New Delhi, 16 March 2006

Need To Raise Exports

PUT FOREX RESERVES ON SOUND FOOTING

By Dr. Vinod Mehta

In March 1991 India’s foreign exchange (Forex) reserves were as low as $ 2.4 billion, just enough to pay for its 15 days’ imports. Within twelve years of economic reforms, the foreign exchange reserves crossed $100 billion mark in 2004.  At the end of March 2005 India’s foreign exchange reserves stood at $141.5 billion. 

This has, however, to be taken with a pinch of salt. The increase in the foreign exchange reserves is not due to increase in exports (over imports) but due to other factors. The trade balance increased from - US $ 13718 million in 2003-04 to US $ 36629 million in 2004-05. That is to say, we have been importing more than we are exporting.  But as the growth of foreign exchange reserves shows that this deficit in trade was taken care of by inflow of foreign exchange through exports of invisibles (services), inward remittances from resident Indians working abroad as well as money brought in by foreign institutional investors.

If the exchange reserves had been due to exports exceeding imports then this would have been considered a real achievement. Since it is not so, we will have to pay more attention to increasing our exports of merchandise vis-à-vis imports. Only then can we be sure that India will never face foreign exchange crisis as it did in 1991.

With the opening up of the economy and its possible integration with the world economy, we shall have to make conscious efforts to increase our exports. This is only possible if our exports are competitive both on price as well as quality front. At the moment, India is not a leading player in international market. In fact, India’s total share in the world trade has gone down over the years. Its share in the world exports has also gone down. Only recently India’s exports as a percentage of world exports has risen from 0.67% in 2001 to 0.8% in 2003. Before 2001 it was 0.65%.  Compared to this, China’s exports as a percentage of world exports is 3.9%.  

Therefore, India will have to work very hard at increasing its share of exports. At one level we will have to make our exports competitive and at the second level we will have to fight the developed countries in international forums like WTO where the attitude of the developed countries to import from developing countries has been usually negative.

Delivering the 19th Annual Des Raj Chaudhry Memorial lecture in December, 2003, the, then, Union Cabinet Minister for Commerce and Industry and Law and Justice observed:  “In the quest for globalization, the developed countries are unwilling to accommodate the developing countries in some respects. The developed countries want free flow of capital into the developing countries and they also want the developing countries to open their financial market for institutions of developed countries but the developed countries create all sorts of tariff and non-tariff barriers when developing countries want free flow of goods and services from their countries into the developed market”.
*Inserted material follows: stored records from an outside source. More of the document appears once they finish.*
use std::sync::Arc;

use redis::aio::ConnectionManager;
use redis::{cmd, Client, RedisError};
use tokio::sync::RwLock;

/// Shared Redis connection. Every operation degrades to a cache miss (or an
/// allowed rate-limit check) while disconnected.
#[derive(Clone)]
pub(crate) struct RedisHandle {
    url: String,
    manager: Arc<RwLock<Option<ConnectionManager>>>,
}

#[derive(Debug, Clone)]
pub(crate) enum RedisHealth {
    Healthy,
    Disconnected,
    Unhealthy(String),
}

impl RedisHandle {
    pub(crate) fn new(url: String) -> Self {
        Self { url, manager: Arc::new(RwLock::new(None)) }
    }

    pub(crate) async fn connect(&self) -> Result<(), RedisError> {
        let client = Client::open(self.url.clone())?;
        let manager = ConnectionManager::new(client).await?;
        let mut guard = self.manager.write().await;
        *guard = Some(manager);
        Ok(())
    }

    pub(crate) async fn disconnect(&self) {
        let mut guard = self.manager.write().await;
        *guard = None;
    }

    pub(crate) async fn health(&self) -> RedisHealth {
        let Some(mut manager) = self.connection().await else {
            return RedisHealth::Disconnected;
        };

        match cmd("PING").query_async::<_, String>(&mut manager).await {
            Ok(_) => RedisHealth::Healthy,
            Err(err) => RedisHealth::Unhealthy(err.to_string()),
        }
    }

    pub(crate) async fn get(&self, key: &str) -> Result<Option<String>, RedisError> {
        let Some(mut manager) = self.connection().await else {
            return Ok(None);
        };

        cmd("GET").arg(key).query_async::<_, Option<String>>(&mut manager).await
    }

    pub(crate) async fn set_ex(
        &self,
        key: &str,
        value: &str,
        ttl_seconds: u64,
    ) -> Result<(), RedisError> {
        let Some(mut manager) = self.connection().await else {
            return Ok(());
        };

        cmd("SET")
            .arg(key)
            .arg(value)
            .arg("EX")
            .arg(ttl_seconds.max(1))
            .query_async::<_, ()>(&mut manager)
            .await
    }

    pub(crate) async fn delete(&self, key: &str) -> Result<(), RedisError> {
        let Some(mut manager) = self.connection().await else {
            return Ok(());
        };

        cmd("DEL").arg(key).query_async::<_, ()>(&mut manager).await
    }

    pub(crate) async fn rate_limit(
        &self,
        key: &str,
        limit: u64,
        window_seconds: u64,
    ) -> Result<bool, RedisError> {
        let Some(mut manager) = self.connection().await else {
            return Ok(true);
        };

        let script = redis::Script::new(
            r#"
            local current = redis.call("INCR", KEYS[1])
            if current == 1 then
                redis.call("EXPIRE", KEYS[1], ARGV[1])
            end
            return current
        "#,
        );

        let current: i64 =
            script.key(key).arg(window_seconds as i64).invoke_async(&mut manager).await?;

        Ok(current <= limit as i64)
    }

    async fn connection(&self) -> Option<ConnectionManager> {
        self.manager.read().await.clone()
    }
}
pub(crate) mod content;
pub(crate) mod errors;
pub(crate) mod forum;
pub(crate) mod guards;
pub(crate) mod handlers;
pub(crate) mod learning_paths;
pub(crate) mod pagination;
pub(crate) mod quizzes;
pub(crate) mod remote;
pub(crate) mod router;
pub(crate) mod teacher_tools;
pub(crate) mod users;
pub(crate) mod validation;
use axum::{extract::State, http::StatusCode, response::IntoResponse, Json};
use std::collections::HashMap;

use crate::core::config::UpstreamService;
use crate::core::metrics;
use crate::core::redis::RedisHealth;
use crate::core::state::AppState;
use crate::schemas::{HealthResponse, RootResponse};

pub(crate) async fn root(State(state): State<AppState>) -> Json<RootResponse> {
    let api = state.settings().api();
    let response = RootResponse {
        message: api.project_name.clone(),
        version: api.version.clone(),
        api_prefix: api.prefix.clone(),
    };

    Json(response)
}

/// Redis is optional, so losing it only degrades the gateway; losing the auth
/// service means no request can pass the session guard.
pub(crate) async fn healthz(State(state): State<AppState>) -> Json<HealthResponse> {
    let mut status = "healthy".to_string();
    let mut components = HashMap::new();

    match state.redis().health().await {
        RedisHealth::Healthy => {
            components.insert("redis".to_string(), "healthy".to_string());
        }
        RedisHealth::Disconnected => {
            components.insert("redis".to_string(), "disconnected".to_string());
        }
        RedisHealth::Unhealthy(error) => {
            components.insert("redis".to_string(), format!("unhealthy: {error}"));
            status = "degraded".to_string();
        }
    }

    match state.upstream().probe(UpstreamService::Auth).await {
        Ok(code) if !code.is_server_error() => {
            components.insert("auth_service".to_string(), "reachable".to_string());
        }
        Ok(code) => {
            components.insert("auth_service".to_string(), format!("unhealthy: status {code}"));
            status = "degraded".to_string();
        }
        Err(err) => {
            tracing::warn!(error = %err, "Auth service health probe failed");
            components.insert("auth_service".to_string(), "unreachable".to_string());
            status = "degraded".to_string();
        }
    }

    Json(HealthResponse { service: "learnbridge-gateway".to_string(), status, components })
}

pub(crate) async fn metrics(State(state): State<AppState>) -> impl IntoResponse {
    if !state.settings().telemetry().prometheus_enabled {
        return StatusCode::NOT_FOUND.into_response();
    }

    match metrics::render() {
        Some(body) => ([(axum::http::header::CONTENT_TYPE, "text/plain; version=0.0.4")], body)
            .into_response(),
        None => StatusCode::SERVICE_UNAVAILABLE.into_response(),
    }
}
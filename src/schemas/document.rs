use serde::{Deserialize, Serialize};
use serde_json::{Map, Value};
use validator::Validate;

use crate::schemas::{deserialize_id, deserialize_optional_id};
use crate::services::collections::Keyed;
use crate::services::listing::Listable;

/// The four teacher-tools artifact families; the variant doubles as the
/// path segment on both the gateway and the teacher-tools service.
#[derive(Debug, Clone, Copy, PartialEq, Eq)]
pub(crate) enum DocumentKind {
    Lessons,
    Assessments,
    Rubrics,
    Tos,
}

impl DocumentKind {
    pub(crate) fn parse(value: &str) -> Option<Self> {
        match value {
            "lessons" => Some(Self::Lessons),
            "assessments" => Some(Self::Assessments),
            "rubrics" => Some(Self::Rubrics),
            "tos" => Some(Self::Tos),
            _ => None,
        }
    }

    pub(crate) fn segment(self) -> &'static str {
        match self {
            Self::Lessons => "lessons",
            Self::Assessments => "assessments",
            Self::Rubrics => "rubrics",
            Self::Tos => "tos",
        }
    }

    /// Singular, human-readable name used in messages.
    pub(crate) fn label(self) -> &'static str {
        match self {
            Self::Lessons => "lesson plan",
            Self::Assessments => "assessment",
            Self::Rubrics => "rubric",
            Self::Tos => "table of specifications",
        }
    }

    pub(crate) fn plural_label(self) -> &'static str {
        match self {
            Self::Lessons => "lesson plans",
            Self::Assessments => "assessments",
            Self::Rubrics => "rubrics",
            Self::Tos => "tables of specifications",
        }
    }

    pub(crate) fn not_found(self) -> String {
        let label = self.label();
        let mut chars = label.chars();
        match chars.next() {
            Some(first) => format!("{}{} not found", first.to_uppercase(), chars.as_str()),
            None => "Not found".to_string(),
        }
    }
}

#[derive(Debug, Clone, Serialize, Deserialize, PartialEq)]
pub(crate) struct Document {
    #[serde(deserialize_with = "deserialize_id")]
    pub(crate) id: String,
    #[serde(default, alias = "userId", alias = "owner_id", deserialize_with = "deserialize_optional_id")]
    pub(crate) user_id: Option<String>,
    #[serde(default)]
    pub(crate) title: String,
    #[serde(default)]
    pub(crate) subject: Option<String>,
    #[serde(default, alias = "class_name", alias = "grade_level")]
    pub(crate) grade: Option<String>,
    #[serde(default)]
    pub(crate) topic: Option<String>,
    #[serde(default)]
    pub(crate) content: String,
    #[serde(default, alias = "createdAt")]
    pub(crate) created_at: Option<String>,
    #[serde(default, alias = "updatedAt")]
    pub(crate) updated_at: Option<String>,
    #[serde(flatten)]
    pub(crate) extra: Map<String, Value>,
}

impl Listable for Document {
    fn search_fields(&self) -> Vec<&str> {
        let mut fields = vec![self.title.as_str()];
        fields.extend(self.topic.as_deref());
        fields.extend(self.subject.as_deref());
        fields
    }

    fn category(&self) -> Option<&str> {
        self.subject.as_deref()
    }
}

impl Keyed for Document {
    fn key(&self) -> &str {
        &self.id
    }
}

#[derive(Debug, Deserialize, Serialize, Validate)]
pub(crate) struct DocumentUpdate {
    #[serde(default, skip_serializing_if = "Option::is_none")]
    #[validate(length(min = 1, max = 200, message = "title must be 1-200 characters"))]
    pub(crate) title: Option<String>,
    #[serde(default, skip_serializing_if = "Option::is_none")]
    pub(crate) content: Option<String>,
    #[serde(default, skip_serializing_if = "Option::is_none")]
    pub(crate) subject: Option<String>,
    #[serde(default, skip_serializing_if = "Option::is_none")]
    pub(crate) grade: Option<String>,
    #[serde(default, skip_serializing_if = "Option::is_none")]
    pub(crate) topic: Option<String>,
}

impl DocumentUpdate {
    pub(crate) fn is_empty(&self) -> bool {
        self.title.is_none()
            && self.content.is_none()
            && self.subject.is_none()
            && self.grade.is_none()
            && self.topic.is_none()
    }
}
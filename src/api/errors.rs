use axum::http::{header, HeaderValue, StatusCode};
use axum::response::{IntoResponse, Response};
use axum::Json;
use serde::Serialize;

use crate::services::upstream::UpstreamError;

pub(crate) const LOGIN_PATH: &str = "/login";
pub(crate) const DASHBOARD_PATH: &str = "/dashboard";

#[derive(Debug, Serialize)]
struct ErrorResponse {
    status: u16,
    detail: String,
    #[serde(skip_serializing_if = "Option::is_none")]
    redirect: Option<String>,
}

#[derive(Debug)]
pub(crate) enum ApiError {
    Unauthorized(&'static str),
    Forbidden(&'static str),
    BadRequest(String),
    NotFound(String),
    Conflict(String),
    /// The student already has an attempt for the quiz they tried to open.
    AlreadyAttempted { attempt_id: String },
    PreconditionRequired(String),
    TooManyRequests(&'static str),
    BadGateway(String),
    Internal(String),
}

impl ApiError {
    /// Log the underlying error with context and return an `Internal` variant.
    pub(crate) fn internal(err: impl std::fmt::Display, context: &str) -> Self {
        tracing::error!(error = %err, "{context}");
        Self::Internal(context.to_string())
    }

    /// Maps a failed upstream call onto the gateway's own taxonomy; `missing`
    /// is the message shown when the service answers 404.
    pub(crate) fn from_upstream(err: UpstreamError, missing: &str) -> Self {
        match err {
            UpstreamError::Status { status, message } => match status {
                reqwest::StatusCode::UNAUTHORIZED => Self::Unauthorized("Access Denied"),
                reqwest::StatusCode::FORBIDDEN => Self::Forbidden("Access Denied"),
                reqwest::StatusCode::NOT_FOUND => Self::NotFound(missing.to_string()),
                reqwest::StatusCode::BAD_REQUEST | reqwest::StatusCode::UNPROCESSABLE_ENTITY => {
                    Self::BadRequest(message)
                }
                reqwest::StatusCode::CONFLICT => Self::Conflict(message),
                reqwest::StatusCode::TOO_MANY_REQUESTS => {
                    Self::TooManyRequests("Too many requests, try again later")
                }
                _ => Self::BadGateway(message),
            },
            network @ UpstreamError::Network { .. } => Self::BadGateway(network.to_string()),
            UpstreamError::Decode { action, source } => {
                tracing::error!(error = %source, action = %action, "Undecodable upstream response");
                Self::BadGateway(format!("Unexpected response while trying to {action}"))
            }
        }
    }

    fn parts(self) -> (StatusCode, String, Option<String>) {
        match self {
            ApiError::Unauthorized(message) => {
                (StatusCode::UNAUTHORIZED, message.to_string(), Some(LOGIN_PATH.to_string()))
            }
            ApiError::Forbidden(message) => {
                (StatusCode::FORBIDDEN, message.to_string(), Some(DASHBOARD_PATH.to_string()))
            }
            ApiError::BadRequest(message) => (StatusCode::BAD_REQUEST, message, None),
            ApiError::NotFound(message) => (StatusCode::NOT_FOUND, message, None),
            ApiError::Conflict(message) => (StatusCode::CONFLICT, message, None),
            ApiError::AlreadyAttempted { attempt_id } => (
                StatusCode::CONFLICT,
                "You have already attempted this quiz".to_string(),
                Some(format!("/quizzes/attempts/{attempt_id}/review")),
            ),
            ApiError::PreconditionRequired(message) => {
                (StatusCode::PRECONDITION_REQUIRED, message, None)
            }
            ApiError::TooManyRequests(message) => {
                (StatusCode::TOO_MANY_REQUESTS, message.to_string(), None)
            }
            ApiError::BadGateway(message) => {
                tracing::warn!(error = %message, "Upstream failure surfaced to caller");
                (StatusCode::BAD_GATEWAY, message, None)
            }
            ApiError::Internal(message) => {
                tracing::error!(error = %message, "Internal server error");
                (StatusCode::INTERNAL_SERVER_ERROR, message, None)
            }
        }
    }
}

impl From<UpstreamError> for ApiError {
    fn from(err: UpstreamError) -> Self {
        Self::from_upstream(err, "Not found")
    }
}

impl IntoResponse for ApiError {
    fn into_response(self) -> Response {
        let (status, detail, redirect) = self.parts();
        let mut response =
            (status, Json(ErrorResponse { status: status.as_u16(), detail, redirect }))
                .into_response();

        if status == StatusCode::UNAUTHORIZED {
            response
                .headers_mut()
                .insert(header::WWW_AUTHENTICATE, HeaderValue::from_static("Bearer"));
        }

        response
    }
}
Apart from this, the developed countries, while favouring free movement of capital from developed to developing countries, are not in favour of free movement of labour from developing countries to developed countries. As a result, the terms of trade are always against the developing countries. India has raised this issue on many international fora but has not succeeded in getting free movement of labour on the agenda. However, we must continue to raise this issue at all the international fora till the developed countries see our point.


At the second level, given the situation, India must chalk out a strategy for the next 10 to 15 years to realize its objective of exporting more manufactured goods and processed food than it is doing at the moment.  As a result of economic reforms many of the manufacturing units are consolidating their position and changing management style to achieve the competitive edge. However, one has to go a little beyond this. For instance China, our competitor, is able to manufacture goods at much cheaper costs; its strategy is to import raw materials on a large scale when prices are very low and store them.

India may also develop a similar kind of plan which encourages the setting up of the raw material base and sell it to the domestic industry. For this it may be useful to change our approach to import tariffs. For administrative purposes goods may be classified into three categories: i) raw materials; ii) components or parts which are used to make a complete product; and iii) final or finished goods.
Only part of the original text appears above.